**TASK TO COMPLETE**. Look through the data that follows and copy each line with the string "None".

**RECORDED DATA**.
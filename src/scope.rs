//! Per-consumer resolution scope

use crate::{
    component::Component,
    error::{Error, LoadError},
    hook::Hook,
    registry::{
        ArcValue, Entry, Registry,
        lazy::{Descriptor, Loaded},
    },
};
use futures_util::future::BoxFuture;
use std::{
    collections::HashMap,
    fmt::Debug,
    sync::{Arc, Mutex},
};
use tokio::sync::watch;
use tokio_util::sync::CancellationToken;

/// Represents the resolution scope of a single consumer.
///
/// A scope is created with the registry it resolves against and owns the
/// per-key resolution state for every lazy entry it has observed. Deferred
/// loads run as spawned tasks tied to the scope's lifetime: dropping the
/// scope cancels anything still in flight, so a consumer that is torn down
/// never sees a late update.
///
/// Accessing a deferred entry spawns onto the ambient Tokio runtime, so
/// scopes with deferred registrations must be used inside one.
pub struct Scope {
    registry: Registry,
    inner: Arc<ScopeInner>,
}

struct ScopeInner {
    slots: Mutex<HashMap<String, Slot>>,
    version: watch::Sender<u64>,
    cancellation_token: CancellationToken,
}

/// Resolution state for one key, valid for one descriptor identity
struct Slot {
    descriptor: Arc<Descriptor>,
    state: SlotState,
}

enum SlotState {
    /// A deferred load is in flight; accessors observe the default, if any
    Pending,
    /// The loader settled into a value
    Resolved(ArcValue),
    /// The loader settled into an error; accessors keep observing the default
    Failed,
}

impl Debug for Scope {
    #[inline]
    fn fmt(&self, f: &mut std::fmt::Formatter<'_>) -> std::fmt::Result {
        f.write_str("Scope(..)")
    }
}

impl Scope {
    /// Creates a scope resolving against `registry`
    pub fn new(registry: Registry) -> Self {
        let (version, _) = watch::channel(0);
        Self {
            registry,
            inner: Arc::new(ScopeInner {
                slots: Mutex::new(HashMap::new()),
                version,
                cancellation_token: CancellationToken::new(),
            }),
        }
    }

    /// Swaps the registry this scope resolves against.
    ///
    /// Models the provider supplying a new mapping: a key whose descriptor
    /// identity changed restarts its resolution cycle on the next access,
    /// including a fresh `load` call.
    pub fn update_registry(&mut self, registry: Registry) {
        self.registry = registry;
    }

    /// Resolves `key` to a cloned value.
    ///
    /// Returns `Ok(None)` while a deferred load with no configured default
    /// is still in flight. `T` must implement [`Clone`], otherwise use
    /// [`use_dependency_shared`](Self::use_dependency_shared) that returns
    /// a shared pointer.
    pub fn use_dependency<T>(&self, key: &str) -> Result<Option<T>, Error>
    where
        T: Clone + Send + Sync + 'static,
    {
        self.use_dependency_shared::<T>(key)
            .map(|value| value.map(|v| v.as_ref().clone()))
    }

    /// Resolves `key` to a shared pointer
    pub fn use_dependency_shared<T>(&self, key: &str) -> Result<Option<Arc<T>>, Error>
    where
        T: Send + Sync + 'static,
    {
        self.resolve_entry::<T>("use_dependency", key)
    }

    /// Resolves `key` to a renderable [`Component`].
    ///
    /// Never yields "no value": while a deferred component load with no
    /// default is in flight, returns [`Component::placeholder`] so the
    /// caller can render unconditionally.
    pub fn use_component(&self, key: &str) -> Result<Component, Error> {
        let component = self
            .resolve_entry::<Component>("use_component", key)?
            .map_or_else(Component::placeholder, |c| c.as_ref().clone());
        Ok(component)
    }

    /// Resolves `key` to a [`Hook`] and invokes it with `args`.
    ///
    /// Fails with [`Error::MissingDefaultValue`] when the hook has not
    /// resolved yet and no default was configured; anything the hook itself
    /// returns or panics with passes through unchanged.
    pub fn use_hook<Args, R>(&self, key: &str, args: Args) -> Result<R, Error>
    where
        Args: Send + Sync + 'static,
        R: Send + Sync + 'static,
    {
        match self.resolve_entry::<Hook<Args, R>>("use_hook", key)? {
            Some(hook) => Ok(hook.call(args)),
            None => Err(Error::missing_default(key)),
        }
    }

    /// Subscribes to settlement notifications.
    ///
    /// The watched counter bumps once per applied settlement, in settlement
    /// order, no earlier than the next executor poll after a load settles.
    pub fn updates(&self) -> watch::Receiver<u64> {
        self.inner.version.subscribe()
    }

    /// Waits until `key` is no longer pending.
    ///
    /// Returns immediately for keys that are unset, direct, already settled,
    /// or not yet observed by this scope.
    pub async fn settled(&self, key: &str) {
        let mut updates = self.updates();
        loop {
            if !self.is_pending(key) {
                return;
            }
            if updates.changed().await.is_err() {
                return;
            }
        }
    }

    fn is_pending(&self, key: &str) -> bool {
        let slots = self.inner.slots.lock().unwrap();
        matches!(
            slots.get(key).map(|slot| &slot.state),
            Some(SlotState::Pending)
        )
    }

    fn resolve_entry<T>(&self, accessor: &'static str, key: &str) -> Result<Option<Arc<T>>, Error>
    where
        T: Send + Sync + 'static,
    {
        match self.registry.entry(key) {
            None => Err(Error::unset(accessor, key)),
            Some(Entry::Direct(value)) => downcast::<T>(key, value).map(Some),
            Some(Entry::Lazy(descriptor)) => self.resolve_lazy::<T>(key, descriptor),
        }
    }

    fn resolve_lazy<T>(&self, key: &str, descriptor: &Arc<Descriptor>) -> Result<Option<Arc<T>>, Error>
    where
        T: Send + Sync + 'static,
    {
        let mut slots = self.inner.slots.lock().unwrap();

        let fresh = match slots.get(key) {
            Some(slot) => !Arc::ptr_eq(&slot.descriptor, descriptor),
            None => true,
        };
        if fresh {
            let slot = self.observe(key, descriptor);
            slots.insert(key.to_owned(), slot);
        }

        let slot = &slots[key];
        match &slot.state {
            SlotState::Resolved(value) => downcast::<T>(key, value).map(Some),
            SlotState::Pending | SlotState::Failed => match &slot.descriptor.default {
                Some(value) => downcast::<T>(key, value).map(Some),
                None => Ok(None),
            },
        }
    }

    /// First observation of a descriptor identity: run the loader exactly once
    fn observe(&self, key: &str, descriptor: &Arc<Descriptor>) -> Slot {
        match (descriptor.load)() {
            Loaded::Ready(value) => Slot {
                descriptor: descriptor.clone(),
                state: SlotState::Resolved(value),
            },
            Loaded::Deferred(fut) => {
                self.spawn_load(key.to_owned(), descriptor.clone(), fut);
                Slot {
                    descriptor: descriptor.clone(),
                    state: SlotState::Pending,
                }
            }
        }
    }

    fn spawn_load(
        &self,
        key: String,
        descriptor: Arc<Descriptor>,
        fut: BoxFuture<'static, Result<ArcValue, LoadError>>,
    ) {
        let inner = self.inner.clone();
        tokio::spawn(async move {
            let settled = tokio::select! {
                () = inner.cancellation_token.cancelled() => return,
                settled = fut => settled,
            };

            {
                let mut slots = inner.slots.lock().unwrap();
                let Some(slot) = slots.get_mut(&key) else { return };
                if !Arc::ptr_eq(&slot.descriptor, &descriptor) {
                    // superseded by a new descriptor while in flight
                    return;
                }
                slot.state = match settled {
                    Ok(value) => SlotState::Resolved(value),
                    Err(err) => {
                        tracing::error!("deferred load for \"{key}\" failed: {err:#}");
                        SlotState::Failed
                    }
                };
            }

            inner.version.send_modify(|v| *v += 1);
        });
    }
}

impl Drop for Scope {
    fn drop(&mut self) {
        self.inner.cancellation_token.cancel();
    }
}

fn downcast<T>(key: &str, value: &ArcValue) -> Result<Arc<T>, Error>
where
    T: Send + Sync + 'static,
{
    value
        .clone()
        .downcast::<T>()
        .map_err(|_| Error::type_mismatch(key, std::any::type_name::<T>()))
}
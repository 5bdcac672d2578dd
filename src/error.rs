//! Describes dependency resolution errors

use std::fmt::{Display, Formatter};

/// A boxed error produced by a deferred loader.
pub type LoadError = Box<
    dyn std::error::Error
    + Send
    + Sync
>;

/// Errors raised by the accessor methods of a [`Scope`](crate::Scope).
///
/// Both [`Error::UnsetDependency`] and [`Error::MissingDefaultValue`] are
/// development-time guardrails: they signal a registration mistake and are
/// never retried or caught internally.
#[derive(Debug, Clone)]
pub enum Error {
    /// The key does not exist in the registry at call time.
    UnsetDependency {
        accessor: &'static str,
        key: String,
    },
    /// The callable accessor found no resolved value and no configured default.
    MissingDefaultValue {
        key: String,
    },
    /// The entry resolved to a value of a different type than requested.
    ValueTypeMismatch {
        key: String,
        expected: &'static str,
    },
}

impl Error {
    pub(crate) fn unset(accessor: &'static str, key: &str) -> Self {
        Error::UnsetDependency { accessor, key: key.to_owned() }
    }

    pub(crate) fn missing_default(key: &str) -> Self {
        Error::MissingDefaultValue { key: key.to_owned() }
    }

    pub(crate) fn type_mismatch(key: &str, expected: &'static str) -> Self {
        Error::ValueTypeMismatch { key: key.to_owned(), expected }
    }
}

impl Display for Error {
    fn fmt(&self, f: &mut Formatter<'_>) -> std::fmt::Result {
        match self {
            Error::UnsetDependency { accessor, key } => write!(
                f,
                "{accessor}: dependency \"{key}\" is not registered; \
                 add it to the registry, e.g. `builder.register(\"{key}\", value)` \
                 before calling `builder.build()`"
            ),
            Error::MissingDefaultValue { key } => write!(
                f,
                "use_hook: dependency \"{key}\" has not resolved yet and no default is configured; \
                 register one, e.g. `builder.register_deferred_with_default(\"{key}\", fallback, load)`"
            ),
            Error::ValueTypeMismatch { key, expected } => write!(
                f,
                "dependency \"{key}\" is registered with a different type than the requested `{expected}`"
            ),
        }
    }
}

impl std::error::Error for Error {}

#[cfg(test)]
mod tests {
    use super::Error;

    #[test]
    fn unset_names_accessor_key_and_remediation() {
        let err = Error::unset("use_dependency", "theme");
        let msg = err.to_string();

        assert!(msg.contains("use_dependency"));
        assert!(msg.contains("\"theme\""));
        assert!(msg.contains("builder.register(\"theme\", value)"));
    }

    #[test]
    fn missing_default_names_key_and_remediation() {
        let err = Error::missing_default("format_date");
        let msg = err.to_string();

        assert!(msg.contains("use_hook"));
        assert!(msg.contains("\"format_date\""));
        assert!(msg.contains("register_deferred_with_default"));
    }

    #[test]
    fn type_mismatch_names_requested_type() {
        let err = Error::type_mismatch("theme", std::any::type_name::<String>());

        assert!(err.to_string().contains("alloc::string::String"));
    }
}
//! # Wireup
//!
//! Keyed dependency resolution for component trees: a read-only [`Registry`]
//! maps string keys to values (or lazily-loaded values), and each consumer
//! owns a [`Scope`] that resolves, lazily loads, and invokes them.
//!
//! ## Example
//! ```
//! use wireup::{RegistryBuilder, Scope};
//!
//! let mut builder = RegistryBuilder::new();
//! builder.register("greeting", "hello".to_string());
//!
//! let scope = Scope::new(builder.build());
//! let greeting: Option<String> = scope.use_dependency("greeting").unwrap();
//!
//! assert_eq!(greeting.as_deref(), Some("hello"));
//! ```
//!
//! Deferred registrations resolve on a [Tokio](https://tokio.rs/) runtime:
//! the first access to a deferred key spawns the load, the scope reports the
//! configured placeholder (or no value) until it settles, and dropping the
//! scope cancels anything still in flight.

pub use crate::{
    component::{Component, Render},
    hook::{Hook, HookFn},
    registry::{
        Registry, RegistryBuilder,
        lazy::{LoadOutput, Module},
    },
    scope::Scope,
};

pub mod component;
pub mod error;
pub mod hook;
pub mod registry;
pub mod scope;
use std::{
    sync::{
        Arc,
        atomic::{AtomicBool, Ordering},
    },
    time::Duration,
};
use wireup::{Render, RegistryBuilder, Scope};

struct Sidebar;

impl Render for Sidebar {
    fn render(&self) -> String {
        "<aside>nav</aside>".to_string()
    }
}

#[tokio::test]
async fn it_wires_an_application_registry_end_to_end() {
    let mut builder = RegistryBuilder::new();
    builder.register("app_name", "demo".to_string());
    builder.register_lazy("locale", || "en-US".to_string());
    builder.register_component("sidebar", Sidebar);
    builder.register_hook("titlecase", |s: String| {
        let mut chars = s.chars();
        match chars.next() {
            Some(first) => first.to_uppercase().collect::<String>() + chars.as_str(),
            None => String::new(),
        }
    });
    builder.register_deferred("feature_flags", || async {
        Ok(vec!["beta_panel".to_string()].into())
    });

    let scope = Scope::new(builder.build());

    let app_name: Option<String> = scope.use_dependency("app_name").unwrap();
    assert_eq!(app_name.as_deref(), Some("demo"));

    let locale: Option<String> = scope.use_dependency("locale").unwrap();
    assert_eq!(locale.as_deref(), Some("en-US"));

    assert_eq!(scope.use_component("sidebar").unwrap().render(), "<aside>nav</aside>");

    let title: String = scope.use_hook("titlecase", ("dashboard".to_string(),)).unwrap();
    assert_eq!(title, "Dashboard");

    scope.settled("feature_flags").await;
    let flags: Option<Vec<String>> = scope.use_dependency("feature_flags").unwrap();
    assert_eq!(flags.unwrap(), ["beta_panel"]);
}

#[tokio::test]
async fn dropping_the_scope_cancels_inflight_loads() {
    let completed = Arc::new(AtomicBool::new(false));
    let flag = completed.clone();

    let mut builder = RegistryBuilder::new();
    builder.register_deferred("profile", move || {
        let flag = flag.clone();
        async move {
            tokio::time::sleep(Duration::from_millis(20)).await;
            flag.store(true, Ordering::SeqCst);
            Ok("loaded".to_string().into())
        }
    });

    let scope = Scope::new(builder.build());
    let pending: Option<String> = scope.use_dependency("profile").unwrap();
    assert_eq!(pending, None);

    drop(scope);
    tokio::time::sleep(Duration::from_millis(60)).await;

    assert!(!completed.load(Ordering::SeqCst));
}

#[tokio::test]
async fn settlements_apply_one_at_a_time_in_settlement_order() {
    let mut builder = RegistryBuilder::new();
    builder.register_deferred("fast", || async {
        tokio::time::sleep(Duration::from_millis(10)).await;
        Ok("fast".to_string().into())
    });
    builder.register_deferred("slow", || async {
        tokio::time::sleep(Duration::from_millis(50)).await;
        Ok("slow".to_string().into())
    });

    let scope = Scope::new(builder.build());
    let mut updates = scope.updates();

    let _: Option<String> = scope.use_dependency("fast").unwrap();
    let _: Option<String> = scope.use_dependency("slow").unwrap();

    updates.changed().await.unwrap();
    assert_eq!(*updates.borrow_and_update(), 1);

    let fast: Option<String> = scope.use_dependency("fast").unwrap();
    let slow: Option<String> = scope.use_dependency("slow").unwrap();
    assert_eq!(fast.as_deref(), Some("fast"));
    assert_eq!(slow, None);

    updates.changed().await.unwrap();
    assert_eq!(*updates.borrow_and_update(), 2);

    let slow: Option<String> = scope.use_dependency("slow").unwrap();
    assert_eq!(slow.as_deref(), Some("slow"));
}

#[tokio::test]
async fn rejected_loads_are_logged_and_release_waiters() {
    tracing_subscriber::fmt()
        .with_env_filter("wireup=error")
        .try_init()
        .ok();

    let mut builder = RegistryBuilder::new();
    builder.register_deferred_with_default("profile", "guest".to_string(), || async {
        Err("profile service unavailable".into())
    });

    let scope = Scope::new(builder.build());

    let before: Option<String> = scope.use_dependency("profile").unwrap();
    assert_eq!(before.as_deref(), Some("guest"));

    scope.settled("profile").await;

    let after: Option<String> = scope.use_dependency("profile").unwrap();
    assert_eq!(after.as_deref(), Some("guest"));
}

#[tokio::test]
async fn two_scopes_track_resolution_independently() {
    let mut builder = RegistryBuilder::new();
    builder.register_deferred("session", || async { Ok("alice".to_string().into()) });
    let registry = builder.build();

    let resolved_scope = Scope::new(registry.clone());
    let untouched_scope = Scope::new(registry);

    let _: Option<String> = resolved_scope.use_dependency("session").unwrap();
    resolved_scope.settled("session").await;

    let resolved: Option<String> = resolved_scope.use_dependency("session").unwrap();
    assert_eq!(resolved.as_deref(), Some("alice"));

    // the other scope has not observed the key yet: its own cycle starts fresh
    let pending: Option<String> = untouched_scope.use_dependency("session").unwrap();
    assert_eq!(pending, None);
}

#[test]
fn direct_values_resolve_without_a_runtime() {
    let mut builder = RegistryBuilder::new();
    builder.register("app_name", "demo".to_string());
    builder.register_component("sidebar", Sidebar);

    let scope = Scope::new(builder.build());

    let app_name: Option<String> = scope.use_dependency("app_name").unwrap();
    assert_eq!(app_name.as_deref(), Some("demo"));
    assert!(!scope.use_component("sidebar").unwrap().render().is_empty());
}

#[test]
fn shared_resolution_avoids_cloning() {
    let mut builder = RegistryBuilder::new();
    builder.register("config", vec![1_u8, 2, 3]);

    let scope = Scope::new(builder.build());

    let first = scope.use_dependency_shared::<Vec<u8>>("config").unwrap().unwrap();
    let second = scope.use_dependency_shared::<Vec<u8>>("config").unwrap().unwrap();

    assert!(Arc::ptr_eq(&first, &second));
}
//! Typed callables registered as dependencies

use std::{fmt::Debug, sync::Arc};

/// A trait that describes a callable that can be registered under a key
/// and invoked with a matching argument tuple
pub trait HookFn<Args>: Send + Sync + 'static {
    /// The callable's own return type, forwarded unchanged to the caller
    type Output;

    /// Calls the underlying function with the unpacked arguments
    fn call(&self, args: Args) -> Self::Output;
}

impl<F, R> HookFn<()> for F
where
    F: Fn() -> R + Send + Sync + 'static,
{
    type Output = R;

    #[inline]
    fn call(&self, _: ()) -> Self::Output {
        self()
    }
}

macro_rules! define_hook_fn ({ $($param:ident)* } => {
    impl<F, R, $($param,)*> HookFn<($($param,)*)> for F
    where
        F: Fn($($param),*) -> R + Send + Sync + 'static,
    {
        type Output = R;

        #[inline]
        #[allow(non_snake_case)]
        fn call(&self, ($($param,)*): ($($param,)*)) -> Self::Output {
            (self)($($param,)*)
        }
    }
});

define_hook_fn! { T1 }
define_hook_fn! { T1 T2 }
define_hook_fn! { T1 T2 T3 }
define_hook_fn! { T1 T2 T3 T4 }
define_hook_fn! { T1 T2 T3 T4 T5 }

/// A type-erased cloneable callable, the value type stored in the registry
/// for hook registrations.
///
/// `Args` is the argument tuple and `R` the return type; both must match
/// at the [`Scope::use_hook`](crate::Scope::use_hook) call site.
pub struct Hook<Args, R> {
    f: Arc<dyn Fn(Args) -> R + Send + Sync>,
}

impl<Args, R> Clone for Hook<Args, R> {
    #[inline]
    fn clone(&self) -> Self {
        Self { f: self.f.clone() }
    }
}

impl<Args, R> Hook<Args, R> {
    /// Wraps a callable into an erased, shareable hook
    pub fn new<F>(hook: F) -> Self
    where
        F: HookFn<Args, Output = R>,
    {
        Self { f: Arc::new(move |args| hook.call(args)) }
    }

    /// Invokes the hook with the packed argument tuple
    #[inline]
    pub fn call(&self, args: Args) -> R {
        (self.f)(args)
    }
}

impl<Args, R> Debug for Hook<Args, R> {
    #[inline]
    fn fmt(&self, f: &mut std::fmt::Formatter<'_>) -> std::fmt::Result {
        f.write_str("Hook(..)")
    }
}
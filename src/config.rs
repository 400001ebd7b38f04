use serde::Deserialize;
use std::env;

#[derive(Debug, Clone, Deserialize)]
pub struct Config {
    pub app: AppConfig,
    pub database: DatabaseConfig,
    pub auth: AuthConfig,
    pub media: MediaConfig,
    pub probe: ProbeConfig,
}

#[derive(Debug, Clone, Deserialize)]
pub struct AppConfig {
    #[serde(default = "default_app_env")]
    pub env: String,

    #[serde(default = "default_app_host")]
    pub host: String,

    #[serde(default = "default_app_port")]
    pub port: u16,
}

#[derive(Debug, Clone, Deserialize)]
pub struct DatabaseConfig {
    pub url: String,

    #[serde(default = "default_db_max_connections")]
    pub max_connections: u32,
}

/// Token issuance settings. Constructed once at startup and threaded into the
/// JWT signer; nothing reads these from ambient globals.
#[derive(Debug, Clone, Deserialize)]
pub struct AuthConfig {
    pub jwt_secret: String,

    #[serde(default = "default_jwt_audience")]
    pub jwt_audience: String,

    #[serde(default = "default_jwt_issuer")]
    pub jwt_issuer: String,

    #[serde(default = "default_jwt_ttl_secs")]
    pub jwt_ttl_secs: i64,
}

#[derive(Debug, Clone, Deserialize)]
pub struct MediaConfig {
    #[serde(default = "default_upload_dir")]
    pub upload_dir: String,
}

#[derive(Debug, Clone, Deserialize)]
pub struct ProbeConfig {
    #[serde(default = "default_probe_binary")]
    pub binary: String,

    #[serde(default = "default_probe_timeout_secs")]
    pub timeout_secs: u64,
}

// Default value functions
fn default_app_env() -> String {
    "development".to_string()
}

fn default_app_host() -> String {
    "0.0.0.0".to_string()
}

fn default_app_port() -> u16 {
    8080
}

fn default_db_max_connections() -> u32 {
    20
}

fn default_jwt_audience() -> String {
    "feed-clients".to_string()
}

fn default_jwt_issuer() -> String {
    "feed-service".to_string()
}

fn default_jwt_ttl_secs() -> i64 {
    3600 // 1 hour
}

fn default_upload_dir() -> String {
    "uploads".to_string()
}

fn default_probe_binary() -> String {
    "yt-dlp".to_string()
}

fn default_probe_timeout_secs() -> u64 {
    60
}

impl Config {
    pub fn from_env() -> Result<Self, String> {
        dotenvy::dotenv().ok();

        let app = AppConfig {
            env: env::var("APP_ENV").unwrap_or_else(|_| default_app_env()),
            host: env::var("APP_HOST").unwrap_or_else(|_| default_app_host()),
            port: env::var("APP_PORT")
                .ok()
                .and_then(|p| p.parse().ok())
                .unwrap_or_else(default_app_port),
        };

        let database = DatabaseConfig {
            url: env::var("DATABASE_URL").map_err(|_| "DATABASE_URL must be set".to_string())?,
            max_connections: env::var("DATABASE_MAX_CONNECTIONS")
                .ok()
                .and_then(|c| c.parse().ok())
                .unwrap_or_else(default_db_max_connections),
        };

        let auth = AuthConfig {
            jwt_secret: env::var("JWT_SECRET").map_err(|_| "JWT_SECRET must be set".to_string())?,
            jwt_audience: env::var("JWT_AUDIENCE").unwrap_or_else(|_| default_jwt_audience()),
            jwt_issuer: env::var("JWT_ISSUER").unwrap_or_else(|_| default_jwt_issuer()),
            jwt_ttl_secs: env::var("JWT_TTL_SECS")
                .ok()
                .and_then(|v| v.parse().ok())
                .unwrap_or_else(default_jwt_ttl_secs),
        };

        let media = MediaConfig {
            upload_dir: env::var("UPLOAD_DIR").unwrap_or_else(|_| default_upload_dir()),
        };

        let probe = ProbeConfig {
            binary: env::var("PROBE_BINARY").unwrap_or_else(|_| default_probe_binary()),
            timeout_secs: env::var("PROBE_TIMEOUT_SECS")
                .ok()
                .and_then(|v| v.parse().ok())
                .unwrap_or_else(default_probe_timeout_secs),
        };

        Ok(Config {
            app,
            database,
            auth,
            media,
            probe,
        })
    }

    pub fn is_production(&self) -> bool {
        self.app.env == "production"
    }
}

**ANSWER BELOW**.
    /// Returns `Ok(None)` while a deferred load with no configured default
            None => Err(Error::missing_default(key)),
            None => Err(Error::unset(accessor, key)),
            None => true,
                None => Ok(None),
            None => String::new(),
    assert_eq!(pending, None);
    assert_eq!(slow, None);
    assert_eq!(pending, None);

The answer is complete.